Exercise directions:
Find the lines of the data below that include "types". Report their number only.
+++ Listed entries +++
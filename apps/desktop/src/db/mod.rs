//! Local SQLite database operations.

pub mod date_utils;
pub mod error;
pub mod repository;
pub mod schema;

pub use error::DbError;
pub use repository::{
    CardRepository, SettingsRepository, SqliteRepository, StateRepository, StatsRepository,
};
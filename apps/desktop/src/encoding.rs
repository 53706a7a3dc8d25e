//! Decoding of user-supplied CSV files.
//!
//! Word lists often come out of spreadsheets saved in a local code page.
//! UTF-8 (with or without a byte order mark) is tried first, then GB18030,
//! then Shift_JIS. `encoding_rs` implements Shift_JIS as Windows-31J, so
//! cp932 files decode as well.

use encoding_rs::{Encoding, GB18030, SHIFT_JIS, UTF_8};
use std::borrow::Cow;
use std::io::Read;

const UTF8_BOM: &[u8] = b"\xEF\xBB\xBF";

/// Decode `bytes` with the first candidate encoding that accepts them
/// without replacement. If none does, fall back to lossy UTF-8.
pub fn decode_text(bytes: &[u8]) -> (Cow<'_, str>, &'static Encoding) {
    let bytes = bytes.strip_prefix(UTF8_BOM).unwrap_or(bytes);
    for encoding in [UTF_8, GB18030, SHIFT_JIS] {
        if let Some(text) = encoding.decode_without_bom_handling_and_without_replacement(bytes) {
            return (text, encoding);
        }
    }
    tracing::warn!("text is not valid in any supported encoding, decoding lossily");
    (String::from_utf8_lossy(bytes), UTF_8)
}

/// Read all of `reader` and decode it.
pub fn read_text<R: Read>(mut reader: R) -> std::io::Result<String> {
    let mut bytes = Vec::new();
    reader.read_to_end(&mut bytes)?;
    let (text, encoding) = decode_text(&bytes);
    tracing::debug!(encoding = encoding.name(), bytes = bytes.len(), "decoded text");
    Ok(text.into_owned())
}

#[cfg(test)]
mod tests {
    use super::*;
    use pretty_assertions::assert_eq;

    #[test]
    fn utf8_with_and_without_bom() {
        let (text, encoding) = decode_text("\u{feff}假名,释义".as_bytes());
        assert_eq!(text, "假名,释义");
        assert_eq!(encoding, UTF_8);
        assert_eq!(decode_text("ねこ".as_bytes()).0, "ねこ");
    }

    #[test]
    fn gb18030_bytes() {
        let (bytes, _, unmappable) = GB18030.encode("单元,假名,释义\n动物,ねこ,猫");
        assert!(!unmappable);
        let (text, encoding) = decode_text(&bytes);
        assert_eq!(encoding, GB18030);
        assert_eq!(text, "单元,假名,释义\n动物,ねこ,猫");
    }

    #[test]
    fn shift_jis_bytes() {
        // A trailing half-width katakana byte is a dangling lead byte in GB18030.
        let mut bytes = SHIFT_JIS.encode("ねこ,猫").0.into_owned();
        bytes.push(0xB1);
        let (text, encoding) = decode_text(&bytes);
        assert_eq!(encoding, SHIFT_JIS);
        assert_eq!(text, "ねこ,猫ｱ");
    }

    #[test]
    fn read_text_from_reader() {
        let (encoded, _, _) = GB18030.encode("学校,がっこう,学校\n");
        let bytes: &[u8] = &encoded;
        assert_eq!(read_text(bytes).unwrap(), "学校,がっこう,学校\n");
    }
}
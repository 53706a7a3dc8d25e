//! Answer matching for recall-mode reviews.
//!
//! A typed answer is accepted when, after trimming, it equals one of the
//! card's written forms exactly. There is no case or script folding, so
//! katakana does not match a hiragana reading. Kanji input gets one more
//! chance through the dictionary: an alternate spelling whose reading is
//! the card's reading is accepted.

use crate::kana::contains_kanji;
use crate::store::Dictionary;
use crate::types::Card;
use serde::{Deserialize, Serialize};

/// Which form a correct answer matched.
#[derive(Debug, Clone, Copy, PartialEq, Eq, Serialize, Deserialize)]
#[serde(rename_all = "snake_case")]
pub enum MatchedForm {
    Kana,
    Kanji,
    Term,
    DictionaryAlternate,
}

/// Result of comparing a typed answer to a card.
#[derive(Debug, Clone, PartialEq, Serialize, Deserialize)]
pub struct MatchResult {
    /// Whether the answer is considered correct.
    pub is_correct: bool,
    /// The form that matched, if any.
    pub matched: Option<MatchedForm>,
    /// Trimmed typed answer (for display).
    pub typed_normalized: String,
    /// Every form that would have been accepted exactly.
    pub accepted_forms: Vec<String>,
}

/// Check a typed recall answer against a card.
pub fn check_answer(card: &Card, typed: &str, dictionary: Option<&dyn Dictionary>) -> MatchResult {
    let typed_normalized = typed.trim().to_string();
    let accepted_forms: Vec<String> = card.answer_forms().into_iter().map(String::from).collect();

    let matched = if typed_normalized.is_empty() {
        None
    } else {
        exact_match(card, &typed_normalized)
            .or_else(|| dictionary_match(card, &typed_normalized, dictionary))
    };

    MatchResult {
        is_correct: matched.is_some(),
        matched,
        typed_normalized,
        accepted_forms,
    }
}

fn exact_match(card: &Card, typed: &str) -> Option<MatchedForm> {
    if typed == card.reading_kana() {
        return Some(MatchedForm::Kana);
    }
    if typed == card.kanji_form() {
        return Some(MatchedForm::Kanji);
    }
    card.answer_forms()
        .contains(&typed)
        .then_some(MatchedForm::Term)
}

fn dictionary_match(card: &Card, typed: &str, dictionary: Option<&dyn Dictionary>) -> Option<MatchedForm> {
    let reading = card.reading_kana();
    if reading.is_empty() || !contains_kanji(typed) {
        return None;
    }
    let entry = dictionary?.lookup_by_written_form(typed)?;
    (entry.kana.trim() == reading).then_some(MatchedForm::DictionaryAlternate)
}

#[cfg(test)]
mod tests {
    use super::*;
    use crate::store::DictionaryEntry;
    use pretty_assertions::assert_eq;
    use std::collections::HashMap;

    fn cat() -> Card {
        Card::new(1, "ねこ", "cat").with_kanji("猫")
    }

    fn dictionary() -> HashMap<String, DictionaryEntry> {
        let mut dict = HashMap::new();
        for (term, kana) in [("貓", "ねこ"), ("犬", "いぬ")] {
            dict.insert(
                term.to_string(),
                DictionaryEntry {
                    term: term.into(),
                    kana: kana.into(),
                    meaning: String::new(),
                },
            );
        }
        dict
    }

    #[test]
    fn accepts_kana_and_kanji() {
        let card = cat();
        assert_eq!(check_answer(&card, "ねこ", None).matched, Some(MatchedForm::Kana));
        assert_eq!(check_answer(&card, " 猫\n", None).matched, Some(MatchedForm::Kanji));
    }

    #[test]
    fn rejects_katakana_and_romaji() {
        let card = cat();
        assert!(!check_answer(&card, "ネコ", None).is_correct);
        assert!(!check_answer(&card, "neko", None).is_correct);
    }

    #[test]
    fn empty_answer_is_wrong() {
        let result = check_answer(&cat(), "   ", None);
        assert!(!result.is_correct);
        assert_eq!(result.typed_normalized, "");
        assert_eq!(result.accepted_forms, vec!["ねこ".to_string(), "猫".to_string()]);
    }

    #[test]
    fn kanji_term_field_is_accepted() {
        let card = Card::new(1, "学校", "school").with_romaji("がっこう");
        assert_eq!(check_answer(&card, "学校", None).matched, Some(MatchedForm::Term));
        assert_eq!(check_answer(&card, "がっこう", None).matched, Some(MatchedForm::Kana));
    }

    #[test]
    fn dictionary_accepts_alternate_kanji() {
        let dict = dictionary();
        let result = check_answer(&cat(), "貓", Some(&dict as &dyn Dictionary));
        assert!(result.is_correct);
        assert_eq!(result.matched, Some(MatchedForm::DictionaryAlternate));
    }

    #[test]
    fn dictionary_rejects_other_reading() {
        let dict = dictionary();
        assert!(!check_answer(&cat(), "犬", Some(&dict as &dyn Dictionary)).is_correct);
        assert!(!check_answer(&cat(), "貓", None).is_correct);
    }

    #[test]
    fn dictionary_not_consulted_for_kana() {
        let mut dict = dictionary();
        dict.insert(
            "ネコ".into(),
            DictionaryEntry {
                term: "ネコ".into(),
                kana: "ねこ".into(),
                meaning: String::new(),
            },
        );
        assert!(!check_answer(&cat(), "ネコ", Some(&dict as &dyn Dictionary)).is_correct);
    }
}
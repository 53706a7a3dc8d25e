//! Database error types.

use review_core::StoreError;
use thiserror::Error;

#[derive(Debug, Error)]
pub enum DbError {
    #[error("sqlite error: {0}")]
    Sqlite(#[from] rusqlite::Error),

    #[error("card not found: {0}")]
    CardNotFound(i64),

    #[error("invalid data: {0}")]
    InvalidData(String),
}

impl From<serde_json::Error> for DbError {
    fn from(e: serde_json::Error) -> Self {
        Self::InvalidData(e.to_string())
    }
}

impl From<DbError> for StoreError {
    fn from(e: DbError) -> Self {
        match e {
            DbError::CardNotFound(id) => StoreError::CardNotFound(id),
            other => StoreError::backend(other),
        }
    }
}
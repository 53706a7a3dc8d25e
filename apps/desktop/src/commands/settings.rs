//! Settings commands.

use crate::db::SettingsRepository;
use crate::models::AppSettings;
use crate::state::AppState;
use std::io::Write;

/// Requested changes; `None` leaves a field alone.
#[derive(Debug, Clone, Default)]
pub struct SettingsUpdate {
    pub recognition_ratio: Option<f64>,
    pub session_limit: Option<u32>,
    pub shuffle_cards: Option<bool>,
    /// An empty string clears the override.
    pub dictionary_path: Option<String>,
    pub unit_order: Option<Vec<String>>,
}

impl SettingsUpdate {
    pub fn is_empty(&self) -> bool {
        self.recognition_ratio.is_none()
            && self.session_limit.is_none()
            && self.shuffle_cards.is_none()
            && self.dictionary_path.is_none()
            && self.unit_order.is_none()
    }

    pub fn apply(self, mut settings: AppSettings) -> AppSettings {
        if let Some(ratio) = self.recognition_ratio {
            settings.recognition_ratio = ratio;
        }
        if let Some(limit) = self.session_limit {
            settings.session_limit = limit;
        }
        if let Some(shuffle) = self.shuffle_cards {
            settings.shuffle_cards = shuffle;
        }
        if let Some(path) = self.dictionary_path {
            settings.dictionary_path = Some(path);
        }
        if let Some(order) = self.unit_order {
            settings.unit_order = order
                .into_iter()
                .map(|u| u.trim().to_string())
                .filter(|u| !u.is_empty())
                .collect();
        }
        settings.normalized()
    }
}

/// Apply `update` (if any) and print the resulting settings.
pub fn settings<W: Write>(
    state: &AppState,
    update: SettingsUpdate,
    out: &mut W,
) -> anyhow::Result<AppSettings> {
    let repo = &state.repository;
    let mut settings = repo.get_settings()?;
    if !update.is_empty() {
        settings = update.apply(settings);
        repo.save_settings(&settings)?;
        tracing::info!("settings saved");
    }

    writeln!(out, "recognition_ratio = {}", settings.recognition_ratio)?;
    writeln!(
        out,
        "session_limit     = {}",
        match settings.session_limit {
            0 => "unlimited".to_string(),
            n => n.to_string(),
        }
    )?;
    writeln!(out, "shuffle_cards     = {}", settings.shuffle_cards)?;
    writeln!(
        out,
        "dictionary_path   = {}",
        settings
            .dictionary_path
            .clone()
            .unwrap_or_else(|| format!("{} (default)", state.config.dictionary_path.display()))
    )?;
    writeln!(out, "unit_order        = {}", settings.unit_order.join(", "))?;
    Ok(settings)
}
+++
Result below:
2